### TO DO
Records follow. Copy every line with "expression".

─── RAW DATA ───

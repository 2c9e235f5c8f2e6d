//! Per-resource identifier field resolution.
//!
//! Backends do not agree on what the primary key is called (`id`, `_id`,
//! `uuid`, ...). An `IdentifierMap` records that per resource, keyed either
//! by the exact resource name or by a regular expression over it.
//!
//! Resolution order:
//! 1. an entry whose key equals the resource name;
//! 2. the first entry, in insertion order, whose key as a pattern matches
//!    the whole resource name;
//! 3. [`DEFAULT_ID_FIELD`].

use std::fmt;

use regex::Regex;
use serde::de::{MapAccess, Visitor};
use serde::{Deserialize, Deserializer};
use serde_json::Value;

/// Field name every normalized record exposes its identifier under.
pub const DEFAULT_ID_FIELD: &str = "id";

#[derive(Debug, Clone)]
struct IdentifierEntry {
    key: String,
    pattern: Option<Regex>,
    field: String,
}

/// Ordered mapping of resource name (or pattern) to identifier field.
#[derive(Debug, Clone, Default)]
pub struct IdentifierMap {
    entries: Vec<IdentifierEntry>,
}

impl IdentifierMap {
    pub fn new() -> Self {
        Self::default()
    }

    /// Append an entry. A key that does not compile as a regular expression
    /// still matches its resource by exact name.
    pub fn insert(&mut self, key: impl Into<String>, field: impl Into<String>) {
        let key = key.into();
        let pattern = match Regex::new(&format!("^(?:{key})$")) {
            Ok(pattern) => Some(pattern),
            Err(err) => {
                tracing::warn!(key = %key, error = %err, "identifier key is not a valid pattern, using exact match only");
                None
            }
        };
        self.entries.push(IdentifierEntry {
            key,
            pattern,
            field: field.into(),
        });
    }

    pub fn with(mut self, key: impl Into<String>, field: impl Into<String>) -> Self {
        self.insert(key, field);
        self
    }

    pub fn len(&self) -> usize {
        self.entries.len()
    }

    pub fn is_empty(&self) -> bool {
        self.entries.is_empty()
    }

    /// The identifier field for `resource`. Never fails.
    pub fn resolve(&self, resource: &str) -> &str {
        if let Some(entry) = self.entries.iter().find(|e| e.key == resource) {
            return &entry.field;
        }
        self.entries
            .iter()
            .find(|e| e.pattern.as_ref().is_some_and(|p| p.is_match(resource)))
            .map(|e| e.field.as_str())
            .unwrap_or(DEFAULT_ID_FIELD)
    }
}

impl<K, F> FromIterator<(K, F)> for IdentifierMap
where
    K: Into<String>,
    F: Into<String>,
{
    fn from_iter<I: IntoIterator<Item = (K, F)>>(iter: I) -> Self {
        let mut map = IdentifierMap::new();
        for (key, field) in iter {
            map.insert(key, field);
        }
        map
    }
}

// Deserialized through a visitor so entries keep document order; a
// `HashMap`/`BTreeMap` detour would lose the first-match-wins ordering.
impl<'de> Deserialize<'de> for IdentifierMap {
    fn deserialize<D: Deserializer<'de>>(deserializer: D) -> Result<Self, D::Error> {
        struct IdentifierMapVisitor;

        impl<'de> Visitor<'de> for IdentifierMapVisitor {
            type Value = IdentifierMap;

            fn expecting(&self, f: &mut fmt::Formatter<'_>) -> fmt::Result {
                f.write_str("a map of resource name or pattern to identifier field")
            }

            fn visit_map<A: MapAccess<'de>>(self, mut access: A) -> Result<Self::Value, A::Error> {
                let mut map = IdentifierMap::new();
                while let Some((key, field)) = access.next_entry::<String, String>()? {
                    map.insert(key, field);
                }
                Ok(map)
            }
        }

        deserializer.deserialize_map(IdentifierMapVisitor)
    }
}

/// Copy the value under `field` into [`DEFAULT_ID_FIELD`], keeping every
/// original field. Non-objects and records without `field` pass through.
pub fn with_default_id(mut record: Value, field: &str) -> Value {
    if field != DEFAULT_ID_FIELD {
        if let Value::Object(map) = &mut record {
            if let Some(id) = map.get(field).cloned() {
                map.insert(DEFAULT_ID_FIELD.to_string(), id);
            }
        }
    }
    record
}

───
─── RAW DATA ───

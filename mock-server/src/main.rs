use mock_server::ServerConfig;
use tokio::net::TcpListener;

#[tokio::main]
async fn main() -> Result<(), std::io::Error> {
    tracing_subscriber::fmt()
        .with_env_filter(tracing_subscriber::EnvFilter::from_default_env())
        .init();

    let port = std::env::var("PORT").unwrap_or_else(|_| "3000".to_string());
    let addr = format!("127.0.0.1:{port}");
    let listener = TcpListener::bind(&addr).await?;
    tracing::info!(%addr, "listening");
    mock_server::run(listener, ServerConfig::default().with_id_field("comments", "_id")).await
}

───
─── RAW DATA ───

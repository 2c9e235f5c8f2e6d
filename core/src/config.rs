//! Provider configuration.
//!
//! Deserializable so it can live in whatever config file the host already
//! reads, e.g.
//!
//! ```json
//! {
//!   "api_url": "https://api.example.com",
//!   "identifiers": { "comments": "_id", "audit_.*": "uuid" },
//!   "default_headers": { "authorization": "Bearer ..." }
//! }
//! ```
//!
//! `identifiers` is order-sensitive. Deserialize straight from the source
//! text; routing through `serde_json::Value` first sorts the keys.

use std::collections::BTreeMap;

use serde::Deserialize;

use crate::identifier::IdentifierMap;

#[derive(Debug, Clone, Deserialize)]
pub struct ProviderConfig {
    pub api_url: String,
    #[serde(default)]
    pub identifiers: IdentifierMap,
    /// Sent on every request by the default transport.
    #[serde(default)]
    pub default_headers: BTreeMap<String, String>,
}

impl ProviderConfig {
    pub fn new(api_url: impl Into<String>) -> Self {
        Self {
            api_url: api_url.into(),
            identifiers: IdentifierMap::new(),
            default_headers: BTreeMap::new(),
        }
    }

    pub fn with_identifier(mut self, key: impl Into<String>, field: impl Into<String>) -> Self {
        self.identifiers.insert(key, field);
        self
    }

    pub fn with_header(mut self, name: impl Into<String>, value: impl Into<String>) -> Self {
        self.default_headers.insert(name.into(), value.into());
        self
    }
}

───

### ANSWER TO THIS EXERCISE
//! by the exact resource name or by a regular expression over it.
    /// Append an entry. A key that does not compile as a regular expression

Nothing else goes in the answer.